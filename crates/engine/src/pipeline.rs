use crate::install;
use crate::resolve;
use crate::services::{MountGuard, Services};
use crate::transfer;
use bootsmith_core::{
    BootMode, BootModeRequest, BootPlan, EngineError, FileSystem, PartitionScheme, RunReport,
    Stage,
};
use bootsmith_safety::{can_write_to_disk, SafetyContext, SafetyDecision};
use std::path::PathBuf;

pub const DEFAULT_LABEL: &str = "BOOTSMITH";

#[derive(Debug, Clone)]
pub struct CreateParams {
    pub image_path: PathBuf,
    pub volume: String,
    pub boot_mode: BootModeRequest,
    pub filesystem: FileSystem,
    pub label: String,
    pub source_override: Option<PathBuf>,
    pub force: bool,
    pub confirmation_token: Option<String>,
    pub dry_run: bool,
    pub hash_manifest: bool,
}

impl CreateParams {
    pub fn new(image_path: impl Into<PathBuf>, volume: impl Into<String>) -> Self {
        Self {
            image_path: image_path.into(),
            volume: volume.into(),
            boot_mode: BootModeRequest::Auto,
            filesystem: FileSystem::Fat32,
            label: DEFAULT_LABEL.to_string(),
            source_override: None,
            force: false,
            confirmation_token: None,
            dry_run: false,
            hash_manifest: false,
        }
    }
}

#[derive(Debug)]
pub struct RunOutcome {
    pub report: RunReport,
    pub logs: Vec<String>,
    pub manifest: Option<Vec<u8>>,
}

/// Runs the whole pipeline once. Sequential, no retries: the first failing
/// stage halts the run, the image mount is released on every path, and the
/// report lists exactly the stages attempted.
pub fn create_boot_drive(params: &CreateParams, services: &Services<'_>) -> RunOutcome {
    let plan = BootPlan::from_request(params.boot_mode);
    let label = params.filesystem.normalize_label(&params.label);
    let image = params.image_path.display().to_string();
    let mut report = RunReport::new(&image, &params.volume, plan, params.dry_run);

    let mut logs = Vec::new();
    logs.push(format!("run_id={}", report.run_id));
    logs.push(format!("image={}", image));
    logs.push(format!("volume={}", params.volume));
    logs.push(format!("requested_mode={}", params.boot_mode.as_str()));
    logs.push(format!("scheme={}", report.plan.scheme.as_str()));
    logs.push(format!(
        "filesystem={} label={}",
        params.filesystem.as_str(),
        label
    ));

    match services.host.is_elevated() {
        Ok(true) => {
            logs.push("preflight=elevated".to_string());
            report.record_success(Stage::Preflight, "running with administrative privileges");
        }
        Ok(false) => {
            return abort(
                report,
                logs,
                None,
                Stage::Preflight,
                EngineError::PermissionDenied(
                    "administrative privileges are required".to_string(),
                ),
            )
        }
        Err(error) => {
            return abort(
                report,
                logs,
                None,
                Stage::Preflight,
                EngineError::PermissionDenied(error.to_string()),
            )
        }
    }

    let target = match services.host.resolve_target(&params.volume) {
        Ok(target) => {
            logs.push(format!("device={}", target.device_path));
            report.record_success(
                Stage::ResolveDevice,
                format!("{} is {}", params.volume, target.device_path),
            );
            target
        }
        Err(error) => {
            return abort(
                report,
                logs,
                None,
                Stage::ResolveDevice,
                EngineError::DeviceNotFound(error.to_string()),
            )
        }
    };

    let decision = match services.host.device_graph() {
        Ok(graph) => match graph.disk_by_device_path(&target.device_path) {
            Some(disk) => can_write_to_disk(
                &SafetyContext {
                    force: params.force,
                    dry_run: params.dry_run,
                    confirmation_token: params.confirmation_token.clone(),
                },
                disk.is_system_disk,
                disk.removable,
            ),
            None => SafetyDecision::Deny(format!(
                "target {} not present in device graph",
                target.device_path
            )),
        },
        Err(error) => SafetyDecision::Deny(format!("device graph unavailable: {}", error)),
    };
    match decision {
        SafetyDecision::Allow => {
            report.record_success(
                Stage::SafetyCheck,
                format!("destructive write to {} allowed", target.device_path),
            );
        }
        SafetyDecision::Deny(reason) => {
            return abort(
                report,
                logs,
                None,
                Stage::SafetyCheck,
                EngineError::TargetRefused(reason),
            )
        }
    }

    if params.dry_run {
        logs.push("dry_run=true".to_string());
        report.record_success(
            Stage::Plan,
            format!(
                "would wipe {} to {}, format {} '{}', copy {} and install the {} boot loader",
                target.device_path,
                report.plan.scheme.as_str(),
                params.filesystem.as_str(),
                label,
                image,
                params.boot_mode.as_str()
            ),
        );
        return finish(report, logs, None);
    }

    match services.disk.wipe_and_partition(&target, report.plan.scheme) {
        Ok(()) => {
            logs.push(format!("partitioned={}", report.plan.scheme.as_str()));
            report.record_success(
                Stage::Partition,
                format!(
                    "wiped {} and created one {} partition",
                    target.device_path,
                    report.plan.scheme.as_str()
                ),
            );
        }
        Err(error) => {
            return abort(
                report,
                logs,
                None,
                Stage::Partition,
                EngineError::FormatFailure(error.to_string()),
            )
        }
    }

    let volume_root = match services.disk.format_volume(&target, params.filesystem, &label) {
        Ok(root) => {
            logs.push(format!("volume_root={}", root.display()));
            report.record_success(
                Stage::Format,
                format!(
                    "formatted {} '{}' at {}",
                    params.filesystem.as_str(),
                    label,
                    root.display()
                ),
            );
            root
        }
        Err(error) => {
            return abort(
                report,
                logs,
                None,
                Stage::Format,
                EngineError::FormatFailure(error.to_string()),
            )
        }
    };

    // One mount per run, held until its last consumer (source detection and
    // the sector-tool search both read the image root).
    let mut mount = match MountGuard::acquire(services.mounter, &params.image_path) {
        Ok(mount) => {
            logs.push(format!("image_root={}", mount.root().display()));
            report.record_success(
                Stage::MountImage,
                format!("image mounted at {}", mount.root().display()),
            );
            mount
        }
        Err(error) => {
            return abort(
                report,
                logs,
                None,
                Stage::MountImage,
                EngineError::MountFailure(error.to_string()),
            )
        }
    };

    let copy = match transfer::copy_tree(
        mount.root(),
        &volume_root,
        params.filesystem,
        params.hash_manifest,
    ) {
        Ok(copy) => {
            logs.push(format!(
                "copied_files={} skipped_files={} copied_bytes={}",
                copy.copied, copy.skipped, copy.bytes
            ));
            report.record_success(
                Stage::CopyContents,
                format!(
                    "copied {} files ({} bytes), {} already present",
                    copy.copied, copy.bytes, copy.skipped
                ),
            );
            copy
        }
        Err(error) => {
            release_into_logs(&mut mount, &mut logs);
            return abort(
                report,
                logs,
                None,
                Stage::CopyContents,
                EngineError::CopyFailure(error.to_string()),
            );
        }
    };
    let manifest = if params.hash_manifest && !copy.manifest.is_empty() {
        serde_json::to_vec_pretty(&copy.manifest).ok()
    } else {
        None
    };

    let mode = resolve::resolve_boot_mode(params.boot_mode, &volume_root);
    report.plan.resolve(mode);
    logs.push(format!("resolved_mode={}", mode.as_str()));
    report.record_success(
        Stage::ResolveBootMode,
        format!(
            "boot mode {} (requested {})",
            mode.as_str(),
            params.boot_mode.as_str()
        ),
    );
    if mode == BootMode::Uefi && report.plan.scheme == PartitionScheme::Mbr {
        logs.push("note=installing UEFI boot files onto the MBR layout kept by the auto request".to_string());
    }

    let install_result = match mode {
        BootMode::Uefi => {
            let source = resolve::locate_windows_source(
                mount.root(),
                params.source_override.as_deref(),
                &services.host.default_source_root(),
            );
            logs.push(format!(
                "windows_source={} origin={}",
                source.root.display(),
                source.origin.as_str()
            ));
            report.record_success(
                Stage::LocateWindowsSource,
                format!("{} ({})", source.root.display(), source.origin.as_str()),
            );
            install::install_uefi(services.boot, &source, &volume_root)
        }
        BootMode::Bios => match install::find_sector_tool(services.boot, mount.root()) {
            Ok(tool) => {
                logs.push(format!("sector_tool={}", tool.display()));
                install::install_bios(services.boot, &tool, &target, &volume_root)
            }
            Err(error) => Err(error),
        },
    };
    match install_result {
        Ok(message) => report.record_success(Stage::InstallBootloader, message),
        Err(error) => {
            release_into_logs(&mut mount, &mut logs);
            return abort(report, logs, manifest, Stage::InstallBootloader, error);
        }
    }

    let release_message = match mount.release() {
        None => "image unmounted".to_string(),
        Some(error) => format!("image release failed (ignored): {}", error),
    };
    logs.push(format!("release={}", release_message));
    report.record_success(Stage::ReleaseImage, release_message);

    finish(report, logs, manifest)
}

fn release_into_logs(mount: &mut MountGuard<'_>, logs: &mut Vec<String>) {
    match mount.release() {
        None => logs.push("image_released=ok".to_string()),
        Some(error) => logs.push(format!("image_release_error={}", error)),
    }
}

fn abort(
    mut report: RunReport,
    mut logs: Vec<String>,
    manifest: Option<Vec<u8>>,
    stage: Stage,
    error: EngineError,
) -> RunOutcome {
    logs.push(format!("stage={} failed: {}", stage.as_str(), error));
    report.record_failure(stage, &error);
    report.finish();
    RunOutcome {
        report,
        logs,
        manifest,
    }
}

fn finish(mut report: RunReport, logs: Vec<String>, manifest: Option<Vec<u8>>) -> RunOutcome {
    report.finish();
    RunOutcome {
        report,
        logs,
        manifest,
    }
}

▬▬▬▬▬▬▬▬▬▬

What you should do: Copy out each line in the preceding records that contains "PathBuf".

Result of this exercise:
use std::path::PathBuf;
    pub image_path: PathBuf,
    pub source_override: Option<PathBuf>,
    pub fn new(image_path: impl Into<PathBuf>, volume: impl Into<String>) -> Self {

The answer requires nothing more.